**REQUIRED WORK**.
What you return must match the material exactly, with every line present.

■ ■ ■ ■ ■ ■ ■

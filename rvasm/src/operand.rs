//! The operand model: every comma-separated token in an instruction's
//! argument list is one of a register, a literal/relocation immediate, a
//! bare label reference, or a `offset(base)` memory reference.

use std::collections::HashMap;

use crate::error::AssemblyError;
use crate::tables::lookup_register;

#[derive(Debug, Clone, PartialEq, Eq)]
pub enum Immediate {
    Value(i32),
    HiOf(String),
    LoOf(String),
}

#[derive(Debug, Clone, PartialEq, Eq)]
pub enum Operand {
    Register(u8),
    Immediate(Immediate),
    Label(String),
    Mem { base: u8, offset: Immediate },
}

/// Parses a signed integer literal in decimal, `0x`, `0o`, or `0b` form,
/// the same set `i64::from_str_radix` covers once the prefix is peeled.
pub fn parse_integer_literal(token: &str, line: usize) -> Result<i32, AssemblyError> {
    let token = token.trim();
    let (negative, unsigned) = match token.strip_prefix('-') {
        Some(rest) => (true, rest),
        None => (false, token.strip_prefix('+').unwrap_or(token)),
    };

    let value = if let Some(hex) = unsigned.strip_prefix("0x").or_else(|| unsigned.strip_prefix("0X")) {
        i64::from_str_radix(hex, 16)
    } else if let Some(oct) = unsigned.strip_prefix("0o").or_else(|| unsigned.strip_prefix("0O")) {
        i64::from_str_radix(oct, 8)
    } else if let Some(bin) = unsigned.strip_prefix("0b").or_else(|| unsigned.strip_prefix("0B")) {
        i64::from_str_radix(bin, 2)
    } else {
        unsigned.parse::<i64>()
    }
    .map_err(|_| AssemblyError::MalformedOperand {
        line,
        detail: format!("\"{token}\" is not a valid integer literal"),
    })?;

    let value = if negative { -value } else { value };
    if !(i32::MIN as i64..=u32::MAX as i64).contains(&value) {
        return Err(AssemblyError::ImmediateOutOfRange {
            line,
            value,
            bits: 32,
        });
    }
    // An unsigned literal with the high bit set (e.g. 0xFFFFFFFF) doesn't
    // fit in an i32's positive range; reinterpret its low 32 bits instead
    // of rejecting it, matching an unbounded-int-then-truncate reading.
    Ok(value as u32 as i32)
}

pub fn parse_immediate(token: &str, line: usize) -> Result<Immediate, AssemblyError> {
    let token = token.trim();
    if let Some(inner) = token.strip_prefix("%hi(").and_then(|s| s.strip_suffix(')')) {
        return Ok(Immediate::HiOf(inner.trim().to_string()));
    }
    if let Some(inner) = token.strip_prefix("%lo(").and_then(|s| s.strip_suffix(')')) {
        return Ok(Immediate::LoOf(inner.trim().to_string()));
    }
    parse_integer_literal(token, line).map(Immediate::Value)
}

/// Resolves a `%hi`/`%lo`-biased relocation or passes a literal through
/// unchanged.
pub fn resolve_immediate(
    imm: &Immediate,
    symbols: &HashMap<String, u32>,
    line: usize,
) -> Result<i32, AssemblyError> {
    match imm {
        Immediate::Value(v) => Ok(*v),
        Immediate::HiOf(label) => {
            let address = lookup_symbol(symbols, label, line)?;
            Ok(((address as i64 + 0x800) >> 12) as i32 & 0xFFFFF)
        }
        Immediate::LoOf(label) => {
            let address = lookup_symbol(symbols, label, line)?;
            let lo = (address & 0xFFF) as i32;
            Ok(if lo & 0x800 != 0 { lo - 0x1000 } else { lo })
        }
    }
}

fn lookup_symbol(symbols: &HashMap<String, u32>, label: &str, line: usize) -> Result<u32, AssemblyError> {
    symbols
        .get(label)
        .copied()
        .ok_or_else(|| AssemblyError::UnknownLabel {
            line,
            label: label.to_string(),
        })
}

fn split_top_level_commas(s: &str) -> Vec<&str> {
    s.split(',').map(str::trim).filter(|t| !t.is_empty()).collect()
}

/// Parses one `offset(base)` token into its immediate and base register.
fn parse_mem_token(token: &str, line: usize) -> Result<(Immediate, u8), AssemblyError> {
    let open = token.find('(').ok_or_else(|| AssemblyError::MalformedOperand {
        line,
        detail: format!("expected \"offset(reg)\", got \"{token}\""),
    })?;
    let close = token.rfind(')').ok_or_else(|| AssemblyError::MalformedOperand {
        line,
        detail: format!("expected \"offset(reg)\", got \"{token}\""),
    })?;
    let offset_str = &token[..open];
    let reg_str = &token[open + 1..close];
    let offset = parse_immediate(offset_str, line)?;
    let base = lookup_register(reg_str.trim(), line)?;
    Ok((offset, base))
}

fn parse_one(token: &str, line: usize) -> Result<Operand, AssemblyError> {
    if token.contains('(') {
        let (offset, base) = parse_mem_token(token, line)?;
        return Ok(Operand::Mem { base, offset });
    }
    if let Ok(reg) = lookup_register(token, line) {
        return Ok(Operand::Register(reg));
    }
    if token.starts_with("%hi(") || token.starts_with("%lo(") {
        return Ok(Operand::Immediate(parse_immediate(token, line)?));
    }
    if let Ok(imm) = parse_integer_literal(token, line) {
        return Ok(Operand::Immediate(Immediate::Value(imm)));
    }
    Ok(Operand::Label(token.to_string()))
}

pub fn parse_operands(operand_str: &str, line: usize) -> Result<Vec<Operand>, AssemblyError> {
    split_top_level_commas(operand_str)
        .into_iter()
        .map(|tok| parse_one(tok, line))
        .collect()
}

■ ■ ■ ■ ■ ■ ■

**ANSWER BOX**.
filename rvasm/src/operand.rs
//! The operand model: every comma-separated token in an instruction's
//! argument list is one of a register, a literal/relocation immediate, a
//! bare label reference, or a `offset(base)` memory reference.

use std::collections::HashMap;

use crate::error::AssemblyError;
use crate::tables::lookup_register;

#[derive(Debug, Clone, PartialEq, Eq)]
pub enum Immediate {
    Value(i32),
    HiOf(String),
    LoOf(String),
}

#[derive(Debug, Clone, PartialEq, Eq)]
pub enum Operand {
    Register(u8),
    Immediate(Immediate),
    Label(String),
    Mem { base: u8, offset: Immediate },
}

/// Parses a signed integer literal in decimal, `0x`, `0o`, or `0b` form,
/// the same set `i64::from_str_radix` covers once the prefix is peeled.
pub fn parse_integer_literal(token: &str, line: usize) -> Result<i32, AssemblyError> {
    let token = token.trim();
    let (negative, unsigned) = match token.strip_prefix('-') {
        Some(rest) => (true, rest),
        None => (false, token.strip_prefix('+').unwrap_or(token)),
    };

    let value = if let Some(hex) = unsigned.strip_prefix("0x").or_else(|| unsigned.strip_prefix("0X")) {
        i64::from_str_radix(hex, 16)
    } else if let Some(oct) = unsigned.strip_prefix("0o").or_else(|| unsigned.strip_prefix("0O")) {
        i64::from_str_radix(oct, 8)
    } else if let Some(bin) = unsigned.strip_prefix("0b").or_else(|| unsigned.strip_prefix("0B")) {
        i64::from_str_radix(bin, 2)
    } else {
        unsigned.parse::<i64>()
    }
    .map_err(|_| AssemblyError::MalformedOperand {
        line,
        detail: format!("\"{token}\" is not a valid integer literal"),
    })?;

    let value = if negative { -value } else { value };
    if !(i32::MIN as i64..=u32::MAX as i64).contains(&value) {
        return Err(AssemblyError::ImmediateOutOfRange {
            line,
            value,
            bits: 32,
        });
    }
    // An unsigned literal with the high bit set (e.g. 0xFFFFFFFF) doesn't
    // fit in an i32's positive range; reinterpret its low 32 bits instead
    // of rejecting it, matching an unbounded-int-then-truncate reading.
    Ok(value as u32 as i32)
}

pub fn parse_immediate(token: &str, line: usize) -> Result<Immediate, AssemblyError> {
    let token = token.trim();
    if let Some(inner) = token.strip_prefix("%hi(").and_then(|s| s.strip_suffix(')')) {
        return Ok(Immediate::HiOf(inner.trim().to_string()));
    }
    if let Some(inner) = token.strip_prefix("%lo(").and_then(|s| s.strip_suffix(')')) {
        return Ok(Immediate::LoOf(inner.trim().to_string()));
    }
    parse_integer_literal(token, line).map(Immediate::Value)
}

/// Resolves a `%hi`/`%lo`-biased relocation or passes a literal through
/// unchanged.
pub fn resolve_immediate(
    imm: &Immediate,
    symbols: &HashMap<String, u32>,
    line: usize,
) -> Result<i32, AssemblyError> {
    match imm {
        Immediate::Value(v) => Ok(*v),
        Immediate::HiOf(label) => {
            let address = lookup_symbol(symbols, label, line)?;
            Ok(((address as i64 + 0x800) >> 12) as i32 & 0xFFFFF)
        }
        Immediate::LoOf(label) => {
            let address = lookup_symbol(symbols, label, line)?;
            let lo = (address & 0xFFF) as i32;
            Ok(if lo & 0x800 != 0 { lo - 0x1000 } else { lo })
        }
    }
}

fn lookup_symbol(symbols: &HashMap<String, u32>, label: &str, line: usize) -> Result<u32, AssemblyError> {
    symbols
        .get(label)
        .copied()
        .ok_or_else(|| AssemblyError::UnknownLabel {
            line,
            label: label.to_string(),
        })
}

fn split_top_level_commas(s: &str) -> Vec<&str> {
    s.split(',').map(str::trim).filter(|t| !t.is_empty()).collect()
}

/// Parses one `offset(base)` token into its immediate and base register.
fn parse_mem_token(token: &str, line: usize) -> Result<(Immediate, u8), AssemblyError> {
    let open = token.find('(').ok_or_else(|| AssemblyError::MalformedOperand {
        line,
        detail: format!("expected \"offset(reg)\", got \"{token}\""),
    })?;
    let close = token.rfind(')').ok_or_else(|| AssemblyError::MalformedOperand {
        line,
        detail: format!("expected \"offset(reg)\", got \"{token}\""),
    })?;
    let offset_str = &token[..open];
    let reg_str = &token[open + 1..close];
    let offset = parse_immediate(offset_str, line)?;
    let base = lookup_register(reg_str.trim(), line)?;
    Ok((offset, base))
}

fn parse_one(token: &str, line: usize) -> Result<Operand, AssemblyError> {
    if token.contains('(') {
        let (offset, base) = parse_mem_token(token, line)?;
        return Ok(Operand::Mem { base, offset });
    }
    if let Ok(reg) = lookup_register(token, line) {
        return Ok(Operand::Register(reg));
    }
    if token.starts_with("%hi(") || token.starts_with("%lo(") {
        return Ok(Operand::Immediate(parse_immediate(token, line)?));
    }
    if let Ok(imm) = parse_integer_literal(token, line) {
        return Ok(Operand::Immediate(Immediate::Value(imm)));
    }
    Ok(Operand::Label(token.to_string()))
}

pub fn parse_operands(operand_str: &str, line: usize) -> Result<Vec<Operand>, AssemblyError> {
    split_top_level_commas(operand_str)
        .into_iter()
        .map(|tok| parse_one(tok, line))
        .collect()
}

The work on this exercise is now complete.